I guess the problem is with the duplicate column names.

See you in the community, bye 🙂

------------------------------
Pablo Sarabia
Architect
Altamira Assets Management
Madrid
------------------------------

PvD_SE · ‎28-03-22

Dear folks @ BluePrism:

1. This issue was already handled last week in an old thread from 2021 that was not closed. Here it is again, now as a duplicate in a new thread. Can you do something about this?

2. There seem to be a lotta questions about getting CSV data into a collection within a process. This all works fine and dandy as long as the robot has region settings matching the divider in the incoming file. If not, the 'Get CSV Text As Collection' does not work as expected. While some have the possibility to require the sender of the CSV to use the preferred settings, others will have to work with whatever has been sent. With the CSV already in use in 1983 and being short for Comma Separated Values (wikipedia), still, in many a case, a semicolon or perhaps other dividers are used instead of a comma. Wouldn't it be nice to adjust the BP VBO so that it accepts whatever divider you specify? And no, I wouldn't prefer a DX solution as not everybody has the possibility to download, implement and use these.

3. While you're at it: duplicate headers seem to also be a case of concern to more than a few. Surely that could be handled in a nicer way that exception?

------------------------------
Happy coding!
Paul
Sweden
------------------------------

Happy coding!
Paul, Sweden
(By all means, do not mark this as the best answer!)

ewilson · ‎28-03-22

I've added an item to our backlog to look at including support for a configurable delimiter to the MS Excel VBOs Import CSV action. However, you'd still have issues with the your duplicate column names.

Cheers,

------------------------------
Eric Wilson
Director, Integrations and Enablement
Blue Prism Digital Exchange
------------------------------

PvD_SE · ‎28-03-22

<thumbsup>Backlog addition: Great, thanks! </thumbsup>

Perhaps duplicate headers could automatically be provided with some sort of random suffix? Same goes for headers with a . (or other illegal chars), where the illegal char could either be replaced or removed? Although we for the header issue already today have a workaround to ignore headers.

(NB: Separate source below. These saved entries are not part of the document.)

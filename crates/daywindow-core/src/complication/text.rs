//! Complication text and countdown rendering.
//!
//! Countdowns round up to the next whole minute, so a display never claims
//! less time remains than actually does. A reference instant that has been
//! reached renders as `"Now"`.

use serde::{Deserialize, Serialize};

const MS_PER_MINUTE: i64 = 60_000;
const MINUTES_PER_HOUR: i64 = 60;
const MINUTES_PER_DAY: i64 = 24 * MINUTES_PER_HOUR;

/// How a time difference is rendered.
#[derive(Debug, Clone, Copy, Default, PartialEq, Eq, Serialize, Deserialize)]
#[serde(rename_all = "snake_case")]
pub enum TimeDifferenceStyle {
    /// `"3h 12m"`, `"1d 2h"`, `"45m"`.
    #[default]
    ShortDualUnit,
    /// `"4h"`, `"2d"`, `"45m"`.
    ShortSingleUnit,
    /// `"4 hours"`, `"45 mins"`.
    ShortWordsSingleUnit,
    /// `"3:12"`, `"1d 2h"`.
    Stopwatch,
    /// `"4 hours"`, `"45 minutes"`.
    WordsSingleUnit,
}

impl TimeDifferenceStyle {
    /// Render a non-negative difference in milliseconds.
    pub fn format(&self, diff_ms: i64) -> String {
        if diff_ms <= 0 {
            return "Now".to_string();
        }
        let minutes = div_ceil(diff_ms, MS_PER_MINUTE);

        match self {
            TimeDifferenceStyle::ShortDualUnit => dual_unit(minutes),
            TimeDifferenceStyle::ShortSingleUnit => {
                let (n, unit) = single_unit(minutes);
                format!("{n}{}", unit.abbrev())
            }
            TimeDifferenceStyle::ShortWordsSingleUnit => {
                let (n, unit) = single_unit(minutes);
                format!("{n} {}", unit.short_word(n))
            }
            TimeDifferenceStyle::WordsSingleUnit => {
                let (n, unit) = single_unit(minutes);
                format!("{n} {}", unit.word(n))
            }
            TimeDifferenceStyle::Stopwatch => {
                if minutes < MINUTES_PER_DAY {
                    format!("{}:{:02}", minutes / MINUTES_PER_HOUR, minutes % MINUTES_PER_HOUR)
                } else {
                    dual_unit(minutes)
                }
            }
        }
    }
}

#[derive(Debug, Clone, Copy, PartialEq, Eq)]
enum Unit {
    Day,
    Hour,
    Minute,
}

impl Unit {
    fn abbrev(self) -> &'static str {
        match self {
            Unit::Day => "d",
            Unit::Hour => "h",
            Unit::Minute => "m",
        }
    }

    fn short_word(self, n: i64) -> &'static str {
        match (self, n == 1) {
            (Unit::Day, true) => "day",
            (Unit::Day, false) => "days",
            (Unit::Hour, true) => "hour",
            (Unit::Hour, false) => "hours",
            (Unit::Minute, true) => "min",
            (Unit::Minute, false) => "mins",
        }
    }

    fn word(self, n: i64) -> &'static str {
        match (self, n == 1) {
            (Unit::Minute, true) => "minute",
            (Unit::Minute, false) => "minutes",
            _ => self.short_word(n),
        }
    }
}

// Non-negative `n` only; never overflows.
fn div_ceil(n: i64, d: i64) -> i64 {
    n / d + i64::from(n % d != 0)
}

fn dual_unit(minutes: i64) -> String {
    if minutes >= MINUTES_PER_DAY {
        let hours = div_ceil(minutes, MINUTES_PER_HOUR);
        let (d, h) = (hours / 24, hours % 24);
        if h == 0 {
            format!("{d}d")
        } else {
            format!("{d}d {h}h")
        }
    } else if minutes >= MINUTES_PER_HOUR {
        let (h, m) = (minutes / MINUTES_PER_HOUR, minutes % MINUTES_PER_HOUR);
        if m == 0 {
            format!("{h}h")
        } else {
            format!("{h}h {m}m")
        }
    } else {
        format!("{minutes}m")
    }
}

fn single_unit(minutes: i64) -> (i64, Unit) {
    if minutes >= MINUTES_PER_DAY {
        (div_ceil(minutes, MINUTES_PER_DAY), Unit::Day)
    } else if minutes >= MINUTES_PER_HOUR {
        (div_ceil(minutes, MINUTES_PER_HOUR), Unit::Hour)
    } else {
        (minutes, Unit::Minute)
    }
}

/// Text shown alongside a complication value.
#[derive(Debug, Clone, PartialEq, Serialize, Deserialize)]
#[serde(tag = "kind", rename_all = "snake_case")]
pub enum ComplicationText {
    Plain {
        text: String,
    },
    /// Counts down to a fixed instant; re-rendered by the host as time passes.
    TimeDifference {
        style: TimeDifferenceStyle,
        countdown_to_ms: i64,
    },
}

impl ComplicationText {
    pub fn plain(text: impl Into<String>) -> Self {
        ComplicationText::Plain { text: text.into() }
    }

    pub fn countdown(style: TimeDifferenceStyle, countdown_to_ms: i64) -> Self {
        ComplicationText::TimeDifference {
            style,
            countdown_to_ms,
        }
    }

    /// Text as it should appear at `now_ms`.
    pub fn render(&self, now_ms: i64) -> String {
        match self {
            ComplicationText::Plain { text } => text.clone(),
            ComplicationText::TimeDifference {
                style,
                countdown_to_ms,
            } => style.format(countdown_to_ms.saturating_sub(now_ms)),
        }
    }
}

#[cfg(test)]
mod tests {
    use super::*;

    const MIN: i64 = 60_000;
    const HOUR: i64 = 60 * MIN;
    const DAY: i64 = 24 * HOUR;

    #[test]
    fn zero_and_past_render_now() {
        for style in [
            TimeDifferenceStyle::ShortDualUnit,
            TimeDifferenceStyle::Stopwatch,
            TimeDifferenceStyle::WordsSingleUnit,
        ] {
            assert_eq!(style.format(0), "Now");
            assert_eq!(style.format(-5 * MIN), "Now");
        }
    }

    #[test]
    fn short_dual_unit() {
        let s = TimeDifferenceStyle::ShortDualUnit;
        assert_eq!(s.format(HOUR), "1h");
        assert_eq!(s.format(3 * HOUR + 12 * MIN), "3h 12m");
        assert_eq!(s.format(45 * MIN), "45m");
        assert_eq!(s.format(DAY + 2 * HOUR), "1d 2h");
        // 23h59m59s rounds up to a full day
        assert_eq!(s.format(DAY - 1000), "1d");
    }

    #[test]
    fn rounds_partial_minutes_up() {
        let s = TimeDifferenceStyle::ShortDualUnit;
        assert_eq!(s.format(1), "1m");
        assert_eq!(s.format(59 * MIN + 1), "1h");
        assert_eq!(s.format(HOUR + 30_000), "1h 1m");
    }

    #[test]
    fn extreme_differences_do_not_overflow() {
        assert_eq!(TimeDifferenceStyle::ShortDualUnit.format(i64::MAX), "106751991167d 8h");
        assert_eq!(TimeDifferenceStyle::ShortSingleUnit.format(i64::MAX), "106751991168d");
        assert_eq!(TimeDifferenceStyle::Stopwatch.format(i64::MAX), "106751991167d 8h");

        let text = ComplicationText::countdown(TimeDifferenceStyle::ShortDualUnit, i64::MAX);
        assert_eq!(text.render(0), "106751991167d 8h");
        assert_eq!(text.render(i64::MIN), "106751991167d 8h");
        let past = ComplicationText::countdown(TimeDifferenceStyle::ShortDualUnit, i64::MIN);
        assert_eq!(past.render(i64::MAX), "Now");
    }

    #[test]
    fn single_unit_styles() {
        assert_eq!(TimeDifferenceStyle::ShortSingleUnit.format(3 * HOUR + MIN), "4h");
        assert_eq!(TimeDifferenceStyle::ShortSingleUnit.format(DAY + HOUR), "2d");
        assert_eq!(TimeDifferenceStyle::ShortWordsSingleUnit.format(MIN), "1 min");
        assert_eq!(TimeDifferenceStyle::ShortWordsSingleUnit.format(45 * MIN), "45 mins");
        assert_eq!(TimeDifferenceStyle::WordsSingleUnit.format(45 * MIN), "45 minutes");
        assert_eq!(TimeDifferenceStyle::WordsSingleUnit.format(HOUR), "1 hour");
    }

    #[test]
    fn stopwatch() {
        let s = TimeDifferenceStyle::Stopwatch;
        assert_eq!(s.format(3 * HOUR + 12 * MIN), "3:12");
        assert_eq!(s.format(5 * MIN), "0:05");
        assert_eq!(s.format(DAY + 2 * HOUR), "1d 2h");
    }

    #[test]
    fn countdown_renders_relative_to_now() {
        let text = ComplicationText::countdown(TimeDifferenceStyle::ShortDualUnit, 10 * HOUR);
        assert_eq!(text.render(7 * HOUR), "3h");
        assert_eq!(text.render(10 * HOUR), "Now");
        assert_eq!(ComplicationText::plain("hi").render(0), "hi");
    }
}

------------------------------
Happy coding!
Paul
Sweden
------------------------------

Happy coding!
Paul, Sweden
(By all means, do not mark this as the best answer!)

stepher · ‎28-03-22

Hello, @SAINNATHSURAY,

So, a few things come to mind. The first, and most direct is that @AmiBarrett posted some custom code a [long?] while back that allows Text-to-Collections using a delimiter other than a comma (although, I suppose you could use it for true comma-delimited if you wanted). We have incorporated that code, or a slight variant, into a few processes within our organization. I tried to find the thread to connect it directly here, but was not successful. If your source file is consistently semi-colons, then that would be my recommendation.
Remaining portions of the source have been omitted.